Your goal:
From the data below, please reproduce exactly everything from the line that contains "if stepped == 0.0" down to the line that contains "fn assert_same_value(a: f64, b: f64)", with both ends included.

Exercise data:
....

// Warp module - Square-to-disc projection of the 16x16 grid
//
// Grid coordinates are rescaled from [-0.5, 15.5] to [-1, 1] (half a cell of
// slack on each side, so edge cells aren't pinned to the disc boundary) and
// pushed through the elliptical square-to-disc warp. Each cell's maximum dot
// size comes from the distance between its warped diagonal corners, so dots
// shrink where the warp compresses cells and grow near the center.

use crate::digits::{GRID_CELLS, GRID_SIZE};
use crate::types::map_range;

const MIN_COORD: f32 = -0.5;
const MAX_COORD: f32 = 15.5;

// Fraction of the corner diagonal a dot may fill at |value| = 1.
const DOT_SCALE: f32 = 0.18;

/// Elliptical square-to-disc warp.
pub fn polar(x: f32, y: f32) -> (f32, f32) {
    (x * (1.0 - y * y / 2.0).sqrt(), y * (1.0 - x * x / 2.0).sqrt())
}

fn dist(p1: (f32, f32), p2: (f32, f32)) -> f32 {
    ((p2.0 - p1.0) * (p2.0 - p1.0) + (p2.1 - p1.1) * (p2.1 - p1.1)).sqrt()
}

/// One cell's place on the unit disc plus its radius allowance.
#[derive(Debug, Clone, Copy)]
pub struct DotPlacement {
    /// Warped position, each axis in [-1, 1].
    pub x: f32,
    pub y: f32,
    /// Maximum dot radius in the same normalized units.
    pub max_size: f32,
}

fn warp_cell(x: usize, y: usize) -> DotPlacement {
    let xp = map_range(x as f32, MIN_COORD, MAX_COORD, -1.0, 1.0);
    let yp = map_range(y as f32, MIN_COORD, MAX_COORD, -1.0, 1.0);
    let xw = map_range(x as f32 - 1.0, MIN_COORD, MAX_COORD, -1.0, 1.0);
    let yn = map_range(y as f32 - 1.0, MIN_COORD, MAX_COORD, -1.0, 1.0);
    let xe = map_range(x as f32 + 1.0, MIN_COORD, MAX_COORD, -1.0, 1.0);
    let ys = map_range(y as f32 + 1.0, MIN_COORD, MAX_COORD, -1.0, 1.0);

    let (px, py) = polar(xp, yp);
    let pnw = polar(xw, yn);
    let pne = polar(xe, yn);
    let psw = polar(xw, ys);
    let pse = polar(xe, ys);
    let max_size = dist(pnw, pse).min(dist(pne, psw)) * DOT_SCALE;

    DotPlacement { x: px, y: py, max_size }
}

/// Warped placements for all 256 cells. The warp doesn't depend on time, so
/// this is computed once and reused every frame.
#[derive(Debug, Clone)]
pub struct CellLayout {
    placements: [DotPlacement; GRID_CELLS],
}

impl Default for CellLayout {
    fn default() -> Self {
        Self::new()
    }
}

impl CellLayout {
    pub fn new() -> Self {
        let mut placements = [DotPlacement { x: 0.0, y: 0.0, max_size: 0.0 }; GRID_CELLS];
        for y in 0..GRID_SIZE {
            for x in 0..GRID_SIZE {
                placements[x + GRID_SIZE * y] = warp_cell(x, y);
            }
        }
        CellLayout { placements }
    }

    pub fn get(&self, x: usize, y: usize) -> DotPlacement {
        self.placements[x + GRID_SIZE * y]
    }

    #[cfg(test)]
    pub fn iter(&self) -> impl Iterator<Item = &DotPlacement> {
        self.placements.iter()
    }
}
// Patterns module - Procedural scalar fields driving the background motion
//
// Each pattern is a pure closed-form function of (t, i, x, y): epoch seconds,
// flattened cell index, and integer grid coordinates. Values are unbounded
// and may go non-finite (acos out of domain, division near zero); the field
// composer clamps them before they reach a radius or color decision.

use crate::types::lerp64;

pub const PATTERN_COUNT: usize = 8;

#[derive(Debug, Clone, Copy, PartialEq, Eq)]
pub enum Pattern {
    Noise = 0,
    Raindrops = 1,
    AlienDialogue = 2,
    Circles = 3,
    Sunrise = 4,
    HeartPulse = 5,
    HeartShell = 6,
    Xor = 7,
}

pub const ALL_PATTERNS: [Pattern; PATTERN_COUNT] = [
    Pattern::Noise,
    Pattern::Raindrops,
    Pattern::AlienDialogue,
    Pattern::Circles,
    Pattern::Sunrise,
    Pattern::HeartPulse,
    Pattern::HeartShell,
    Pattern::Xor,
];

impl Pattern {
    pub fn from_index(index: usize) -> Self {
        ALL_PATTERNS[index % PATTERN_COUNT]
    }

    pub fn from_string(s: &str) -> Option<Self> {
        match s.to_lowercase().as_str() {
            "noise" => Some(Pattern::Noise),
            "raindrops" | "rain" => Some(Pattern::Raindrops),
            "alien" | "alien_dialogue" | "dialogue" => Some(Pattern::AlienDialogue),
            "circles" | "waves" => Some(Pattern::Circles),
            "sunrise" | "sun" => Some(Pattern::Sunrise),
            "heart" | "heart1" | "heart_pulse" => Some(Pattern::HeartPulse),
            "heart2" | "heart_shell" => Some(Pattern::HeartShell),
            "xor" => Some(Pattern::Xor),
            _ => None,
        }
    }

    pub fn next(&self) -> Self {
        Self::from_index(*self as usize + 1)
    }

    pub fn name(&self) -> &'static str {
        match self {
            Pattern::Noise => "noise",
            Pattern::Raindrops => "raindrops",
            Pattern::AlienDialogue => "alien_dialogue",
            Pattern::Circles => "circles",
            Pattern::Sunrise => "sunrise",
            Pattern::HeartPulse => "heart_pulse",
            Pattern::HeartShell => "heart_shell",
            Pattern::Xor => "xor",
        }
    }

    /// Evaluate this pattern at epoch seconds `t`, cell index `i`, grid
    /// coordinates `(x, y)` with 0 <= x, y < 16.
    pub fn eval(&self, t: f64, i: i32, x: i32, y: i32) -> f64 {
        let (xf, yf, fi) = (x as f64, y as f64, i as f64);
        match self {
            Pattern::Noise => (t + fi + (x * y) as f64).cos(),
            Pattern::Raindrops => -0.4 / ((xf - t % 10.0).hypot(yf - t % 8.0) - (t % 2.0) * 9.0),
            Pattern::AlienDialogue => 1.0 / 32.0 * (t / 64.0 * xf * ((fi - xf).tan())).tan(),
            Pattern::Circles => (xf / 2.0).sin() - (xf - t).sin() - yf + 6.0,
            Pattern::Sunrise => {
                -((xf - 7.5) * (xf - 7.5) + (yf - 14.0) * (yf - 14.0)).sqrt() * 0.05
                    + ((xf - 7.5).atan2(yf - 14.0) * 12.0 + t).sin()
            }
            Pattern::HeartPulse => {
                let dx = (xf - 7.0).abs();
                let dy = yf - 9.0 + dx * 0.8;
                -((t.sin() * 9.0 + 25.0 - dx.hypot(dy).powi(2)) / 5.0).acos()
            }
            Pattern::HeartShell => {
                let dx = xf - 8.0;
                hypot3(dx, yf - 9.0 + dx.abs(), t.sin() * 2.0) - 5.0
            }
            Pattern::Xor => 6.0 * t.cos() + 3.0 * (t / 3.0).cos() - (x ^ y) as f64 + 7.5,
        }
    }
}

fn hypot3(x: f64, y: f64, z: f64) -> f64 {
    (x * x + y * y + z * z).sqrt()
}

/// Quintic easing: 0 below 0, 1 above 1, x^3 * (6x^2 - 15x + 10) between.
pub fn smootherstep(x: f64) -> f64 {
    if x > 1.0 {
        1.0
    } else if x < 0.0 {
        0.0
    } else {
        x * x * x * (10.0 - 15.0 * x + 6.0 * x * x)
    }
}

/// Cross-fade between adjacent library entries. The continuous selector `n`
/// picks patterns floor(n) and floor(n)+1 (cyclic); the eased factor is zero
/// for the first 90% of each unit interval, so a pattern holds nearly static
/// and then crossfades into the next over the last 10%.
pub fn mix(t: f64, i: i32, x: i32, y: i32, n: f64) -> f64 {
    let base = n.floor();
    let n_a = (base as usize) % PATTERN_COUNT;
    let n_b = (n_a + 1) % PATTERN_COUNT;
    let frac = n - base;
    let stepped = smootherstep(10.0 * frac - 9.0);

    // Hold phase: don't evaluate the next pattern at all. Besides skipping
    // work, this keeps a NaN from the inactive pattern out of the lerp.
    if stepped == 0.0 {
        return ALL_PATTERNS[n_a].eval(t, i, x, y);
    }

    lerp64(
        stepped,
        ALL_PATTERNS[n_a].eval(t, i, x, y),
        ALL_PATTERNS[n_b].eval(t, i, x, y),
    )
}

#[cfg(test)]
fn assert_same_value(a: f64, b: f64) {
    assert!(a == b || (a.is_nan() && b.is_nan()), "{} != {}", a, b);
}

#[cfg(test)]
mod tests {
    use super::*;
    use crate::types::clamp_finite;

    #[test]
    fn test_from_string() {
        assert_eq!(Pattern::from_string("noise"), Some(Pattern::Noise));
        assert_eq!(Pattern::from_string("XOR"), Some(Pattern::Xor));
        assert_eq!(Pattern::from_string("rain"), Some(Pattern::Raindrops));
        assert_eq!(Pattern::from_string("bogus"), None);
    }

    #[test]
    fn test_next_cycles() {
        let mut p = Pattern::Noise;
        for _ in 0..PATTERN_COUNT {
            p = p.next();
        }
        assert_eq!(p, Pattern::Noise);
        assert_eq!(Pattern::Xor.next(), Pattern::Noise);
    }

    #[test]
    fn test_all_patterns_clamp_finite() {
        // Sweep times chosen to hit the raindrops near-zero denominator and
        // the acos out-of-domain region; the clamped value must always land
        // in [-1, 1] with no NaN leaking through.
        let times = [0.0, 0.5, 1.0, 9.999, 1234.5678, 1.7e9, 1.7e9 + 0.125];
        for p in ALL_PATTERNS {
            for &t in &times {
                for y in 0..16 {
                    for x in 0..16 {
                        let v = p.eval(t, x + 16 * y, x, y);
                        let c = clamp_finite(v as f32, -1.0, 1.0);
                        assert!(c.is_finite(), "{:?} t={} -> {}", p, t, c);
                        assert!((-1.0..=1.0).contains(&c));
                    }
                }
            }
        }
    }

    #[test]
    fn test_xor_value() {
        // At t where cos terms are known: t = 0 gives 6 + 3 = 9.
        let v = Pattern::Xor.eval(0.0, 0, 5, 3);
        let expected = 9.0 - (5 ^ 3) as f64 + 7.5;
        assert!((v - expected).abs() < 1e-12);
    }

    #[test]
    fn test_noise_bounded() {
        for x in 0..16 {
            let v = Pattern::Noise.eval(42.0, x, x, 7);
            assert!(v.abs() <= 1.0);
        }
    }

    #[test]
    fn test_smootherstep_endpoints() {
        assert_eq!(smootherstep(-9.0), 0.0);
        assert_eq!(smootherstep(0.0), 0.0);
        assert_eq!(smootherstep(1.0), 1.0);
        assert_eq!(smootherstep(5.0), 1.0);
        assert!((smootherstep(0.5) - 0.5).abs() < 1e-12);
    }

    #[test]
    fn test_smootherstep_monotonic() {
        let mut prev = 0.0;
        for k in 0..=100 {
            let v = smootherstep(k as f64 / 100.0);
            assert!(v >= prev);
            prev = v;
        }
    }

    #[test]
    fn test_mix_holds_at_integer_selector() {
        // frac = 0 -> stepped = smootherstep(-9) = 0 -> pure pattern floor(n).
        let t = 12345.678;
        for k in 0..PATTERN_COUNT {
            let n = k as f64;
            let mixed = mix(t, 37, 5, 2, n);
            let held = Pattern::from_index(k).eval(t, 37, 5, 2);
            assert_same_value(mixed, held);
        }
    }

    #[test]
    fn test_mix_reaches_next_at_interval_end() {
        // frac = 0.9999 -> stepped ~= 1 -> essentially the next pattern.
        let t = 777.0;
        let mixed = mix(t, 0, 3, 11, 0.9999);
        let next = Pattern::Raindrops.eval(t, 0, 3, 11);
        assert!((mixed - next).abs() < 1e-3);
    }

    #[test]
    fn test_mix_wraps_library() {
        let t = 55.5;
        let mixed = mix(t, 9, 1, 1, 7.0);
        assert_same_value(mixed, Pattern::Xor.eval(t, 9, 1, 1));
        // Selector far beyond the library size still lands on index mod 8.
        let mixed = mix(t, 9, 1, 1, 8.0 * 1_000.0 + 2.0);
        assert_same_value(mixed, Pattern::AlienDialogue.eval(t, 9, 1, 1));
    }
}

....

Task result:
    if stepped == 0.0 {
        return ALL_PATTERNS[n_a].eval(t, i, x, y);
    }

    lerp64(
        stepped,
        ALL_PATTERNS[n_a].eval(t, i, x, y),
        ALL_PATTERNS[n_b].eval(t, i, x, y),
    )
}

#[cfg(test)]
fn assert_same_value(a: f64, b: f64) {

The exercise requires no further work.